A Comissão está ciente de que esta não é a primeira vez que algo semelhante foi tentado. Em 2004, foi lançado um modelo de empresa europeia que mal ganhou força e hoje compreende apenas alguns milhares de casos. Naquela ocasião, um capital mínimo muito elevado —na ordem de 120.000 mil euros— e a infraestrutura digital não era tão desenvolvida quanto é agora. Desta vez, optaram por eliminar o requisito mínimo de capital e apoiar a iniciativa sobre sistemas eletrônicos já em operação.

Apesar das reservas iniciais de algumas partes interessadas — como alguns notários ou certos sindicatos preocupados com possíveis efeitos colaterais — a Comissão insiste que isto é “Regulamentação inteligente, não desregulamentação”Os Estados manterão plena competência em matéria de tributação, relações laborais e proteção social, mas são solicitados a colaborar na implementação deste regime adicional, incluindo o investimento em plataformas digitais e, sempre que possível, em órgãos judiciais específicos.

Impacto esperado no empreendedorismo europeu e cronogramas de implementação

A proposta da EU Inc. se encaixa em uma estratégia mais ampla para Reforçar a competitividade europeia e reduzir a diferença em relação a outras economias avançadas. Atualmente, cerca de [número] são criados a cada ano. 600.000 empresas na União EuropeiaNo entanto, muitos levam semanas ou meses para concluir os procedimentos, e muito poucos conseguem crescer rapidamente para além das fronteiras nacionais.

Segundo as estimativas apresentadas pela Comissão, num prazo de dez anos, o novo regime poderá conduzir a até 300.000 empresas adicionais da UE Inc., capaz de gerar em torno de 1,6 milhão de empregosEm paralelo, espera-se que uma parcela significativa das empresas inovadoras que atualmente consideram expandir suas operações nos Estados Unidos encontre mais incentivos para... manter e crescer no mercado europeu.

A iniciativa responde diretamente aos alertas do apelo. Relatório DraghiO relatório enfatizou a necessidade urgente de facilitar o crescimento e o acesso ao capital para empresas inovadoras na Europa. Para alcançar esse objetivo, defendeu a redução das barreiras nacionais, uma maior integração financeira e um ambiente mais transparente para os investidores. A iniciativa EU Inc. visa contribuir significativamente para esse quebra-cabeça, reduzindo a fragmentação regulatória e sinalizando uma estabilidade regulatória de longo prazo.

Em termos de cronograma, as regulamentações propostas agora precisarão ser debatidas e negociadas por parte do Parlamento Europeu e o Conselhoonde os governos dos Estados-Membros estão representados. A Comissão definiu como objetivo alcançar um acordo. antes do final de 2026para que o sistema possa começar a operar logo em seguida. A própria presidente Ursula von der Leyen defendeu pessoalmente essa medida, enfatizando que se trata de uma questão de um passo fundamental rumo a um mercado único genuíno De agora até o final da década.

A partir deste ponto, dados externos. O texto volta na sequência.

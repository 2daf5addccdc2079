//! Sketch state store: the only place `SketchState` is mutated.
//!
//! DESIGN
//! ======
//! Each logged operation validates its target, applies the change in place,
//! and appends one [`SketchEvent`] holding an owned copy of whatever undo
//! needs. Because events own their data, mutating the live vectors can never
//! invalidate history. Broadcasting is left to the caller.
//!
//! Index maintenance is a post-condition: every structural change ends in
//! `SketchState::reindex`, and tests assert `indices_consistent` after each
//! operation.
//!
//! Non-logged operations cover cosmetic state (display flag, token color,
//! tooltip, attachment), live drag previews that a later `move_*` commits,
//! and inbound remote state.

#[cfg(test)]
#[path = "store_test.rs"]
mod store_test;

use tracing::debug;
use uuid::Uuid;

use crate::consts::{
    DEFAULT_IMAGE_POSITION, DEFAULT_IMAGE_WIDTH, DEFAULT_TOKEN_POSITION, DUPLICATE_TOKEN_OFFSET, SURFACE_HEIGHT,
    SURFACE_WIDTH, TOKEN_SIZE, USER_TOKEN_SPACING,
};
use crate::error::ErrorCode;
use crate::events::{EventCategory, EventLog, SketchEvent};
use crate::geometry::{Bounds, bring_forward, pick_next_color, send_backward};
use crate::model::{
    AttachedRef, DrawingPath, ImageItem, ItemId, Participant, SketchSnapshot, SketchState, TokenItem, TooltipPlacement,
};
use crate::surface::Point;

#[derive(Debug, Clone, PartialEq, thiserror::Error)]
pub enum StoreError {
    #[error("drawing not found: {0}")]
    DrawingNotFound(ItemId),
    #[error("image not found: {0}")]
    ImageNotFound(ItemId),
    #[error("token not found: {0}")]
    TokenNotFound(ItemId),
    #[error("image height not resolved: {0}")]
    ImageHeightUnknown(ItemId),
    #[error("invalid natural size {width}x{height} for image {id}")]
    InvalidNaturalSize { id: ItemId, width: f64, height: f64 },
}

impl ErrorCode for StoreError {
    fn error_code(&self) -> &'static str {
        match self {
            Self::DrawingNotFound(_) => "E_DRAWING_NOT_FOUND",
            Self::ImageNotFound(_) => "E_IMAGE_NOT_FOUND",
            Self::TokenNotFound(_) => "E_TOKEN_NOT_FOUND",
            Self::ImageHeightUnknown(_) => "E_IMAGE_HEIGHT_UNKNOWN",
            Self::InvalidNaturalSize { .. } => "E_INVALID_NATURAL_SIZE",
        }
    }
}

Caso seja aprovada nos termos propostos, a EU Inc. poderá transformar profundamente a forma como as empresas operam na Europa: Crie uma empresa em 48 horas, por 100 euros e sem capital inicial. Deixaria de ser um slogan e se tornaria uma opção real para qualquer fundador, com um único ponto de entrada digital, regras corporativas comuns para todos os 27 estados-membros e procedimentos simplificados tanto para expansão quanto para encerramento e recomeço, tudo isso sem alterar os pilares fiscais e trabalhistas que cada país mantém em seu próprio território.